- Opening Delimiter -

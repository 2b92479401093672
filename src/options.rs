// SPDX-FileCopyrightText: 2026 ArcheBase
//
// SPDX-License-Identifier: MulanPSL-2.0

//! Conversion options.
//!
//! Options only affect wire → computation decoding; encoding is total and
//! needs no configuration. Options can be built in code or loaded from TOML:
//!
//! ```toml
//! joint_lengths = "allow_empty"
//! check_labels = true
//! ```

use std::path::Path;

use serde::{Deserialize, Serialize};

use crate::core::{ConversionError, Result};

/// How joint-state array lengths are checked against the joint name count.
#[derive(Debug, Clone, Copy, PartialEq, Eq, Default, Serialize, Deserialize)]
#[serde(rename_all = "snake_case")]
pub enum JointLengthPolicy {
    /// Every array must have exactly one entry per name.
    #[default]
    Strict,
    /// Arrays may also be empty, as `sensor_msgs/JointState` allows.
    AllowEmpty,
    /// No check; inconsistent joint states are passed through.
    Unchecked,
}

impl JointLengthPolicy {
    /// Whether an array of `actual` entries is acceptable for `expected` joints.
    pub fn accepts(self, expected: usize, actual: usize) -> bool {
        match self {
            JointLengthPolicy::Strict => actual == expected,
            JointLengthPolicy::AllowEmpty => actual == expected || actual == 0,
            JointLengthPolicy::Unchecked => true,
        }
    }
}

/// Options for decoding wire messages.
#[derive(Debug, Clone, PartialEq, Eq, Default, Serialize, Deserialize)]
#[serde(default)]
pub struct ConvertOptions {
    /// Joint-state length check
    pub joint_lengths: JointLengthPolicy,

    /// Require matrix dimensions to be labelled "rows" and "cols"
    pub check_labels: bool,
}

impl ConvertOptions {
    /// Create the default options.
    pub fn new() -> Self {
        Self::default()
    }

    /// Set the joint-state length policy.
    pub fn with_joint_lengths(mut self, policy: JointLengthPolicy) -> Self {
        self.joint_lengths = policy;
        self
    }

    /// Enable or disable matrix label checking.
    pub fn with_check_labels(mut self, check: bool) -> Self {
        self.check_labels = check;
        self
    }

    /// Parse options from a TOML document.
    pub fn from_toml_str(s: &str) -> Result<Self> {
        Ok(toml::from_str(s)?)
    }

    /// Load options from a TOML file.
    pub fn from_toml_file(path: impl AsRef<Path>) -> Result<Self> {
        let path = path.as_ref();
        let contents = std::fs::read_to_string(path).map_err(|e| {
            ConversionError::parse(format!("toml file {}", path.display()), e.to_string())
        })?;
        Self::from_toml_str(&contents)
    }
}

- Closing Delimiter -

Task to complete> Your task is to transcribe the line containing "pub struct ConvertOptions" and every line after it, through the last line of the data, exactly as written and with nothing more.

Finished exercise>
pub struct ConvertOptions {
    /// Joint-state length check
    pub joint_lengths: JointLengthPolicy,

    /// Require matrix dimensions to be labelled "rows" and "cols"
    pub check_labels: bool,
}

impl ConvertOptions {
    /// Create the default options.
    pub fn new() -> Self {
        Self::default()
    }

    /// Set the joint-state length policy.
    pub fn with_joint_lengths(mut self, policy: JointLengthPolicy) -> Self {
        self.joint_lengths = policy;
        self
    }

    /// Enable or disable matrix label checking.
    pub fn with_check_labels(mut self, check: bool) -> Self {
        self.check_labels = check;
        self
    }

    /// Parse options from a TOML document.
    pub fn from_toml_str(s: &str) -> Result<Self> {
        Ok(toml::from_str(s)?)
    }

    /// Load options from a TOML file.
    pub fn from_toml_file(path: impl AsRef<Path>) -> Result<Self> {
        let path = path.as_ref();
        let contents = std::fs::read_to_string(path).map_err(|e| {
            ConversionError::parse(format!("toml file {}", path.display()), e.to_string())
        })?;
        Self::from_toml_str(&contents)
    }
}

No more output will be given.